Una teoria psicologica dice che l'attore valuta se stesso soltanto nella misura in cui viene valutato dal pubblico.
Nel caso di Ennio Marchetto questa teoria calza eccome in quanto, per non scontentare nessuno, l'ego attoriale mostrato sul palco è notevolmente multiforme.
E' uno spettacolo di trasformismo. Ma definirlo tale parrebbe sminuirlo.
Ennio sul palco agisce come le decine di personaggi che decide di interpretare e il suo involucro ricorda quello di una caramella, il cui gusto è assaporabile solo dopo averla scartata. Sebbene i travestimenti siano ingegnosi ed eccellenti (tutti in carta) è l'attore unico in scena a fornire un'interpretazione fuori dall'ordinario.
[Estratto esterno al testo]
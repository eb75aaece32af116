//! Top-level decode entry points

use std::path::Path;

use crate::MAX_TEXTURE_DIMENSION;
use crate::bone::{Bone, read_bones};
use crate::cursor::ByteCursor;
use crate::error::{DecodeWarning, Result, Warnings};
use crate::header::Header;
use crate::mesh::{BodyPart, Model, read_body_parts};
use crate::sequence::{Sequence, read_sequences};
use crate::skeleton::Skeleton;
use crate::texture::{Texture, read_textures};

/// Knobs for [`decode_with_options`].
#[derive(Debug, Clone, PartialEq, Eq)]
pub struct DecodeOptions {
    /// Largest accepted texture width/height; also the placeholder clamp
    pub max_texture_dimension: u32,
    /// When false, textures carry metadata and an empty RGBA buffer
    pub decode_texture_pixels: bool,
    /// When false, the sequence table is not read
    pub decode_sequences: bool,
}

impl Default for DecodeOptions {
    fn default() -> Self {
        Self {
            max_texture_dimension: MAX_TEXTURE_DIMENSION,
            decode_texture_pixels: true,
            decode_sequences: true,
        }
    }
}

/// A fully decoded model. Produced once per decode call and not mutated by
/// the decoder afterwards.
#[derive(Debug, Clone, PartialEq)]
pub struct Mdl {
    pub header: Header,
    pub bones: Vec<Bone>,
    pub skeleton: Skeleton,
    pub textures: Vec<Texture>,
    pub body_parts: Vec<BodyPart>,
    pub sequences: Vec<Sequence>,
    /// Recovered problems, in the order they were found
    pub warnings: Vec<DecodeWarning>,
}

impl Mdl {
    pub fn triangle_count(&self) -> usize {
        self.body_parts
            .iter()
            .flat_map(|b| &b.models)
            .map(Model::triangle_count)
            .sum()
    }

    pub fn texture(&self, skin_ref: i32) -> Option<&Texture> {
        usize::try_from(skin_ref)
            .ok()
            .and_then(|i| self.textures.get(i))
    }

    pub fn sequence(&self, name: &str) -> Option<&Sequence> {
        self.sequences.iter().find(|s| s.name == name)
    }
}

/// Decode with [`DecodeOptions::default`].
pub fn decode(data: &[u8]) -> Result<Mdl> {
    decode_with_options(data, &DecodeOptions::default())
}

/// Decode a whole MDL v10 buffer.
///
/// Fails only for header-level problems (magic, version, offsets) and for an
/// unreadable bone table. Everything else is recovered locally and reported
/// in [`Mdl::warnings`].
pub fn decode_with_options(data: &[u8], options: &DecodeOptions) -> Result<Mdl> {
    let mut cursor = ByteCursor::new(data);
    let mut warnings = Warnings::default();

    let header = Header::read(&mut cursor, &mut warnings)?;
    tracing::debug!(
        name = %header.name,
        bones = header.bones.count,
        textures = header.textures.count,
        body_parts = header.body_parts.count,
        sequences = header.sequences.count,
        "parsed header"
    );

    let bones = read_bones(&mut cursor, &header)?;
    let skeleton = Skeleton::build(&bones, &mut warnings);
    let textures = read_textures(
        &mut cursor,
        &header,
        options.decode_texture_pixels,
        options.max_texture_dimension,
        &mut warnings,
    );
    let body_parts = read_body_parts(&mut cursor, &header, &mut warnings);
    let sequences = if options.decode_sequences {
        read_sequences(&mut cursor, &header, &mut warnings)
    } else {
        Vec::new()
    };

    Ok(Mdl {
        header,
        bones,
        skeleton,
        textures,
        body_parts,
        sequences,
        warnings: warnings.into_vec(),
    })
}

/// Read a file into memory and decode it.
pub fn load_file(path: impl AsRef<Path>, options: &DecodeOptions) -> Result<Mdl> {
    let path = path.as_ref();
    let data = std::fs::read(path)?;
    tracing::debug!("read {} bytes from {}", data.len(), path.display());
    decode_with_options(&data, options)
}
//! Write a small synthetic MDL v10 file
//!
//! Usage: `gen-test-mdl [OUTPUT]` (default `assets/sample.mdl`)

use std::path::{Path, PathBuf};

use gen_test_mdl::sample_model;

fn main() -> std::io::Result<()> {
    let output_path = std::env::args_os()
        .nth(1)
        .map(PathBuf::from)
        .unwrap_or_else(|| PathBuf::from("assets/sample.mdl"));

    let size = write_sample(&output_path)?;
    println!("Generated {} ({} bytes)", output_path.display(), size);
    Ok(())
}

fn write_sample(path: &Path) -> std::io::Result<usize> {
    if let Some(parent) = path.parent() {
        std::fs::create_dir_all(parent)?;
    }
    let data = sample_model().build();
    std::fs::write(path, &data)?;
    Ok(data.len())
}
Non dicendo una parola ma cantando frammenti di decine di artisti (partendo da Mina ed arrivando ad Eminem, con un intermezzo di Bono Vox ed uno sposalizio con Raffaella Carrà) l'artista sul palco muta in maniera camaleontica per una buona ora e un quarto, stupefacendo tutti, grandi e piccini.
La struttura è semplice e i cambi scena (o personaggi che dir si voglia) avvengono al buio, un espediente che personalmente non adoro ma che nel suddetto caso risulta essere l'unica possibilità attuabile.
Poco altro da dire. Molto, invece, da vedere.